As a budding wine connoisseur, start by understanding what to expect from the most common grape varietals. Armed with that baseline knowledge, you’ll know far more than the average tippler.

Common White Grape Varietals

You have to go out of your way when wine shopping if you want to find a white wine outside the most common varietals. So, if you understand these grapes, you understand most mass-market white wines.

Pinot Grigio & Pinot Gris

PEE-noh GREE-jhee-oh; PEE-noh GREE-jhoh

PEE-noh gree

A white grape originating from northeastern Italy, pinot grigio and pinot gris refer to the same grape, although the wines are subtly different. The Italians make light (sometimes to the point of watery) white wines (pinot grigio) designed for hot days and minimal fuss, while the French in Alsace produce a wine (pinot gris) with more body and flavor.

Outside Italy and France, these grapes grow well in Oregon, Washington, and California, where wineries label them either pinot grigio or pinot gris based on the winemaking style used.

Most pinot grigios and pinot gris are crisp and dry rather than sweet, with floral notes and fruity flavors like pear, peach, lemon, or apple. Italian pinot grigios tend to have a more acidic bite than pinot gris from France or the U.S. Pinot grigio and pinot gris pair well with salads and light seafood.

Sauvignon Blanc

SAW-veen-yon BLAHNK; SOH-veen-yon BLAHNK

Traditionally grown in the Bordeaux region of France, vineyards now cultivate this grape in Italy, New Zealand, Northern California, Chile, and South Africa.

Sauvignon blanc is crisp like pinot grigio but typically drier and more acidic.

Sauvignon blanc’s primary flavors include lime, green apple, peach, and grapefruit. It’s famously prone to “grassy” or “green pepper” aromas. These wines pair well with similar foods as pinot grigio, and the acid helps cut through creamy dishes as well.

Buying tip: White wines from Bordeaux are made with sauvignon blanc grapes blended with semillon grapes, which add fuller body and flavor notes like lemon, pear, and green papaya.

Chardonnay

SHAHR-duh-NAY

Winemakers all over the world grow Chardonnay, a white wine made from grapes that are relatively easy to grow and widely varying in flavor. Still, the two regions most famous for chardonnay are Burgundy and California.

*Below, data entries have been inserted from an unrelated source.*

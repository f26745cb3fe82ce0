//! Error handling for fragview
//!
//! Resolution has exactly two outcomes that are not errors: a compiled view,
//! or "no such view" (`Ok(None)`). Everything in [`ViewError`] is a genuine
//! failure that the caller should surface, typically as an internal error
//! response rather than a missing-view response.
//!
//! # Error Categories
//!
//! - **Resolution failures**: [`ViewError::SourceRead`] and [`ViewError::Compile`].
//!   A source exists but could not be read or parsed. Retrying will not help
//!   for malformed templates; transient I/O retries are left to the caller.
//! - **Render failures**: [`ViewError::Render`], raised when a resolved view is
//!   rendered against a data context it cannot satisfy.
//! - **Caller errors**: [`ViewError::EmptyName`].
//!
//! # Examples
//!
//! ```rust,no_run
//! use fragview::config::ResolverConfig;
//! use fragview::view::ViewResolver;
//!
//! # fn example() -> anyhow::Result<()> {
//! let resolver = ViewResolver::new(ResolverConfig::default())?;
//! match resolver.resolve("patientHeader") {
//!     Ok(Some(view)) => println!("resolved {}", view.name()),
//!     Ok(None) => println!("no such view"),
//!     Err(e) => eprintln!("{}", e.format_with_context()),
//! }
//! # Ok(())
//! # }
//! ```

use thiserror::Error;

use crate::templating::{TemplateError, TemplateErrorKind};

/// The error type for view resolution and rendering.
#[derive(Error, Debug)]
pub enum ViewError {
    /// A view was requested with an empty name.
    #[error("View name must not be empty")]
    EmptyName,

    /// The view source exists but could not be read.
    ///
    /// Covers permission problems, partial reads and sources that are not
    /// valid UTF-8. Absence of a source is never reported this way.
    #[error("Failed to read source for view '{name}' from {location}")]
    SourceRead {
        /// Name of the view being resolved
        name: String,
        /// Where the source was being read from (file path or resource path)
        location: String,
        /// The underlying I/O error
        #[source]
        source: std::io::Error,
    },

    /// The view source was read but the template engine rejected it.
    #[error("Failed to compile view '{name}'")]
    Compile {
        /// Name of the view being resolved
        name: String,
        /// The engine error
        #[source]
        source: TemplateError,
    },

    /// A resolved view failed to render against its data context.
    #[error("Failed to render view '{name}'")]
    Render {
        /// Name of the rendered view
        name: String,
        /// The engine error
        #[source]
        source: TemplateError,
    },
}

impl ViewError {
    /// Name of the view involved, if any.
    pub fn view_name(&self) -> Option<&str> {
        match self {
            ViewError::EmptyName => None,
            ViewError::SourceRead {
                name,
                ..
            }
            | ViewError::Compile {
                name,
                ..
            }
            | ViewError::Render {
                name,
                ..
            } => Some(name),
        }
    }

    /// True for failures raised while resolving (reading or compiling) a view.
    pub fn is_resolution_failure(&self) -> bool {
        matches!(self, ViewError::SourceRead { .. } | ViewError::Compile { .. })
    }

    /// Generate a multi-line diagnostic with a suggestion.
    pub fn format_with_context(&self) -> String {
        match self {
            ViewError::EmptyName => {
                "ERROR: Empty View Name\n\nA view was requested with an empty name.\n\n\
                 SUGGESTION: Check the caller that builds the view name.\n"
                    .to_string()
            }
            ViewError::SourceRead {
                name,
                location,
                source,
            } => {
                let mut msg = String::new();
                msg.push_str("ERROR: View Source Unreadable\n\n");
                msg.push_str(&format!("View: {}\n", name));
                msg.push_str(&format!("Location: {}\n", location));
                msg.push_str(&format!("Error: {}\n", source));
                msg.push_str("\nSUGGESTION: Check file permissions and that the source is UTF-8 text.\n");
                msg
            }
            ViewError::Compile {
                name,
                source,
            } => format_template_error("ERROR: View Template Syntax Error", name, source),
            ViewError::Render {
                name,
                source,
            } => format_template_error("ERROR: View Rendering Failed", name, source),
        }
    }
}

fn format_template_error(header: &str, name: &str, source: &TemplateError) -> String {
    let mut msg = String::new();

    msg.push_str(header);
    msg.push_str("\n\n");
    msg.push_str(&format!("View: {}\n", name));
    if let Some(line) = source.line {
        msg.push_str(&format!("Line: {}\n", line));
    }
    msg.push_str(&format!("Error: {}\n", source.message));

    match source.kind {
        TemplateErrorKind::Syntax => {
            msg.push_str("\nSUGGESTION: Check template syntax for unclosed tags or invalid expressions.\n");
            msg.push_str("Common issues:\n");
            msg.push_str("  - Unclosed {{ }} or {% %} delimiters\n");
            msg.push_str("  - Invalid filter names\n");
            msg.push_str("  - Missing quotes around string values\n");
        }
        TemplateErrorKind::Render => {
            msg.push_str("\nSUGGESTION: Make sure the render context provides every variable the view uses.\n");
        }
        TemplateErrorKind::Context => {
            msg.push_str("\nSUGGESTION: Pass a map/struct as the render context, not a list or scalar.\n");
        }
    }

    msg
}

Traditionally, the French make their chardonnays with either no oak aging or moderate oak aging, called “oaking,” leaving intact plenty of mineral and fruit notes, like citrus, stone fruit, and green apple.

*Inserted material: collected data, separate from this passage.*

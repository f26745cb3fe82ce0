//! Integration test suite for fragview
//!
//! End-to-end tests driving a [`ViewResolver`](fragview::view::ViewResolver)
//! against real temporary directories.
//!
//! # Running Integration Tests
//!
//! ```bash
//! cargo test --test integration
//! ```
//!
//! # Test Organization
//!
//! - **production**: Packaged resource lookup, caching and failure handling
//! - **development**: Live folder lookup, precedence and edit reload
//! - **concurrency**: Shared resolver under concurrent first resolutions
//! - **config_env**: Configuration file and environment driven setup

mod config_env;
mod development;
mod production;
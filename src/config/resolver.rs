//! Resolver configuration.
//!
//! [`ResolverConfig`] carries the four settings that decide where view
//! sources come from. Whether the resolver runs in development or production
//! mode is derived from it ([`ResolverConfig::is_development`]) rather than
//! stored separately.

use anyhow::{Context, Result};
use serde::{Deserialize, Serialize};
use std::path::{Path, PathBuf};

use crate::constants::{
    DEFAULT_CONFIG_FILE, DEFAULT_RESOURCE_PREFIX, ENV_CONFIG_PATH, ENV_DEV_FOLDERS,
    ENV_RESOURCE_PREFIX,
};

fn default_resource_prefix() -> String {
    DEFAULT_RESOURCE_PREFIX.to_string()
}

fn is_default_resource_prefix(prefix: &String) -> bool {
    prefix == DEFAULT_RESOURCE_PREFIX
}

/// Settings for a [`ViewResolver`](crate::view::ViewResolver).
///
/// # Examples
///
/// ```rust,no_run
/// use fragview::config::ResolverConfig;
///
/// let production = ResolverConfig::default();
/// assert!(!production.is_development());
///
/// let development = ResolverConfig::default()
///     .with_development_folders(vec!["/app/dev/frags".into()]);
/// assert!(development.is_development());
/// ```
#[derive(Debug, Clone, PartialEq, Eq, Serialize, Deserialize)]
pub struct ResolverConfig {
    /// Prefix prepended to resource paths in production mode.
    ///
    /// Concatenated verbatim, so it normally ends with `/`.
    #[serde(default = "default_resource_prefix", skip_serializing_if = "is_default_resource_prefix")]
    pub resource_prefix: String,

    /// Ordered development directories. Any entry enables development mode.
    #[serde(default, skip_serializing_if = "Vec::is_empty")]
    pub development_folders: Vec<PathBuf>,

    /// Names associated with the development folders.
    ///
    /// Carried for the surrounding application; resolution never reads it.
    #[serde(default, skip_serializing_if = "Vec::is_empty")]
    pub development_folder_names: Vec<String>,

    /// Directory serving packaged resources in production mode.
    ///
    /// When unset, the resolver falls back to the process working directory
    /// unless a loader is supplied programmatically.
    #[serde(default, skip_serializing_if = "Option::is_none")]
    pub resource_root: Option<PathBuf>,
}

impl Default for ResolverConfig {
    fn default() -> Self {
        Self {
            resource_prefix: default_resource_prefix(),
            development_folders: Vec::new(),
            development_folder_names: Vec::new(),
            resource_root: None,
        }
    }
}

impl ResolverConfig {
    /// Load configuration the way an application normally would.
    ///
    /// Reads the file named by `FRAGVIEW_CONFIG_PATH`, or `fragview.toml` in
    /// the working directory if it exists, otherwise starts from defaults.
    /// Environment overrides are applied last.
    ///
    /// # Errors
    ///
    /// Returns an error if the selected file cannot be read or parsed.
    pub fn load() -> Result<Self> {
        let mut config = match Self::config_path() {
            Some(path) => Self::load_from(&path)?,
            None => Self::default(),
        };
        config.apply_env_overrides();
        Ok(config)
    }

    /// Load configuration from a specific TOML file, without environment overrides.
    ///
    /// # Errors
    ///
    /// Returns an error if the file cannot be read or does not match the schema.
    pub fn load_from(path: &Path) -> Result<Self> {
        let content = std::fs::read_to_string(path)
            .with_context(|| format!("Failed to read resolver config from {}", path.display()))?;

        toml::from_str(&content)
            .with_context(|| format!("Failed to parse resolver config from {}", path.display()))
    }

    fn config_path() -> Option<PathBuf> {
        if let Some(path) = std::env::var_os(ENV_CONFIG_PATH) {
            return Some(PathBuf::from(path));
        }

        let local = PathBuf::from(DEFAULT_CONFIG_FILE);
        local.is_file().then_some(local)
    }

    /// Apply `FRAGVIEW_RESOURCE_PREFIX` and `FRAGVIEW_DEV_FOLDERS`.
    ///
    /// An empty `FRAGVIEW_DEV_FOLDERS` clears the development folders, which
    /// forces production mode.
    pub fn apply_env_overrides(&mut self) {
        if let Ok(prefix) = std::env::var(ENV_RESOURCE_PREFIX) {
            tracing::debug!("Resource prefix overridden from environment: {}", prefix);
            self.resource_prefix = prefix;
        }

        if let Some(folders) = std::env::var_os(ENV_DEV_FOLDERS) {
            self.development_folders = std::env::split_paths(&folders)
                .filter(|folder| !folder.as_os_str().is_empty())
                .collect();
            tracing::debug!(
                "Development folders overridden from environment: {:?}",
                self.development_folders
            );
        }
    }

    /// Whether these settings select development mode.
    pub fn is_development(&self) -> bool {
        !self.development_folders.is_empty()
    }

    /// Set the resource prefix.
    pub fn with_resource_prefix(mut self, prefix: impl Into<String>) -> Self {
        self.resource_prefix = prefix.into();
        self
    }

    /// Set the development folders, in search order.
    pub fn with_development_folders(mut self, folders: Vec<PathBuf>) -> Self {
        self.development_folders = folders;
        self
    }

    /// Set the development folder names.
    pub fn with_development_folder_names(mut self, names: Vec<String>) -> Self {
        self.development_folder_names = names;
        self
    }

    /// Set the packaged resource root.
    pub fn with_resource_root(mut self, root: impl Into<PathBuf>) -> Self {
        self.resource_root = Some(root.into());
        self
    }
}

American winemakers historically used a heavier hand with oak aging for more buttery, creamy, and bready notes. In the last decade or two, American vintners have started making more unoaked chardonnays as well.

While chardonnay is traditionally dry, climate and soil variations can result in sweeter wines. Chardonnay pairs well with seafood, white meat, and hard cheeses.

Buying tip: White wines from Burgundy are made with chardonnay grapes.

Common Red Grape Varietals

You could spend years getting to know the nuances of even the most popular red grape varietals in the world. Start with these basics to help you pick your next favorite wine.

Pinot Noir

PEE-noh nuh-WAHR

Pinot noir grapes are notoriously finicky and difficult to grow, yielding a light-bodied and often delicate red wine. Originally popularized by the Burgundy region in France, pinot noir grapes also thrive in Sonoma and Santa Barbara in California, in the Pacific Northwest, and in Germany (where they call it “spatburgunder”).

Pinot noir tends to have medium-high acidity levels and notes that blend sweet spices (such as vanilla and clove) with red fruits (like raspberry, cranberry, and cherry). These light red wines pair well with fatty fish (such as salmon), white meats and lighter red meats, and cheese.

Buying tip: Red wines from Burgundy are made with pinot noir grapes.

Cabernet Sauvignon

CAB-uhr-NAY SAW-veen-yon; CAB-uhr-NAY SOH-veen-yon

A medium- to full-bodied red wine most commonly grown in France’s Bordeaux region and Northern California, cabernet sauvignon is also widespread throughout the world, including Chile, Washington state, Australia, Argentina, and Italy. These wines are typically dry.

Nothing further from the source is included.